One of the darker aspects of master morality within capitalist societies, however, is that it implicitly presumes that human life — at least the human lives of non-masters: the weak, the poor, the ugly, or in Trump's jargon the nasty fake losers — has a variable but quantifiable economic value. This is why, before OSHA guidelines were established in the US, industrialists would skimp on safety equipment and fire exits, mine owners rejected air-filtration masks and cave-in escape routes, and no one gave a thought to working hours or the dangerous effects of exhaustion. Workplace accidents were viewed in terms of their impact on production schedules, not their impact on human life, because workers were replaceable in the same way that broken machinery was. Sometimes it's efficient to repair a machine or a man; other times it's better to toss them out and get another. Workers were expected to accept the risk to life and limb as a condition of being employed — something that it would be immoral to ask a master to do, but which is perfectly moral (in master morality) when asked of a non-master — because the human life of workers has a limited value to the master.

This is the moral frame that Trump is operating under.

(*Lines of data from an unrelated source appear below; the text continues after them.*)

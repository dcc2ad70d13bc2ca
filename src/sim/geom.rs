//! Axis-aligned rectangle geometry
//!
//! Everything solid in the world is approximated by an AABB with its origin
//! at the top-left corner and y growing downward.

use glam::Vec2;
use serde::{Deserialize, Serialize};

/// An axis-aligned rectangle (top-left origin)
#[derive(Debug, Clone, Copy, PartialEq, Default, Serialize, Deserialize)]
pub struct Rect {
    pub x: f32,
    pub y: f32,
    pub w: f32,
    pub h: f32,
}

impl Rect {
    pub const fn new(x: f32, y: f32, w: f32, h: f32) -> Self {
        Self { x, y, w, h }
    }

    pub fn from_pos_size(pos: Vec2, size: Vec2) -> Self {
        Self::new(pos.x, pos.y, size.x, size.y)
    }

    #[inline]
    pub fn left(&self) -> f32 {
        self.x
    }

    #[inline]
    pub fn right(&self) -> f32 {
        self.x + self.w
    }

    #[inline]
    pub fn top(&self) -> f32 {
        self.y
    }

    #[inline]
    pub fn bottom(&self) -> f32 {
        self.y + self.h
    }

    pub fn pos(&self) -> Vec2 {
        Vec2::new(self.x, self.y)
    }

    pub fn center(&self) -> Vec2 {
        Vec2::new(self.x + self.w * 0.5, self.y + self.h * 0.5)
    }

    /// Radius used for circular proximity tests
    pub fn radius(&self) -> f32 {
        self.w.max(self.h) * 0.5
    }

    pub fn translated(&self, offset: Vec2) -> Self {
        Self::new(self.x + offset.x, self.y + offset.y, self.w, self.h)
    }

    /// Grow the rectangle by `margin` on every side
    pub fn expanded(&self, margin: f32) -> Self {
        Self::new(
            self.x - margin,
            self.y - margin,
            self.w + margin * 2.0,
            self.h + margin * 2.0,
        )
    }

    /// Strict overlap (touching edges do not count)
    #[inline]
    pub fn intersects(&self, other: &Rect) -> bool {
        self.x < other.right()
            && self.right() > other.x
            && self.y < other.bottom()
            && self.bottom() > other.y
    }

    /// Per-axis penetration depth, `None` when the rectangles do not overlap
    pub fn overlap(&self, other: &Rect) -> Option<Vec2> {
        if !self.intersects(other) {
            return None;
        }
        let ox = self.right().min(other.right()) - self.x.max(other.x);
        let oy = self.bottom().min(other.bottom()) - self.y.max(other.y);
        Some(Vec2::new(ox, oy))
    }

    pub fn contains_point(&self, p: Vec2) -> bool {
        p.x >= self.x && p.x <= self.right() && p.y >= self.y && p.y <= self.bottom()
    }

    /// True when `[left, right]` of both rectangles share any horizontal span
    pub fn spans_x(&self, other: &Rect) -> bool {
        self.x < other.right() && self.right() > other.x
    }
}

To him, most of the people in the nation — laborers, white-collar employees, service workers, and particularly elderly retirees or other people who do not contribute to economic production — are non-masters, and ought to accept a certain risk to life and limb in order to keep production moving. Any of the productive ones who die are replaceable; any of the non-productive ones who die are dismissible. It's tragic and sad (in some abstract sense), sure, but these people are (after all) losers at the game of life, living off the generosity of those in the master class (such as himself) who deign to pay them.

For master morality, the difference between "You're fired" and "You're dead" is negligible: they both mean that a new worker needs to be found, hired, and trained, and not much more. It's the worker's fault that he accepted the risk and rolled bad dice; what's a master to do?

N.B. Nietzsche opposed the master morality with what he called the slave morality, typical of people at the lower end of the spectrum. I've avoided the term 'slave' and any detailed description of that moral worldview because 'slave' is a hot-button word and that discussion is somewhat off topic. Please don't complain about that in the comments.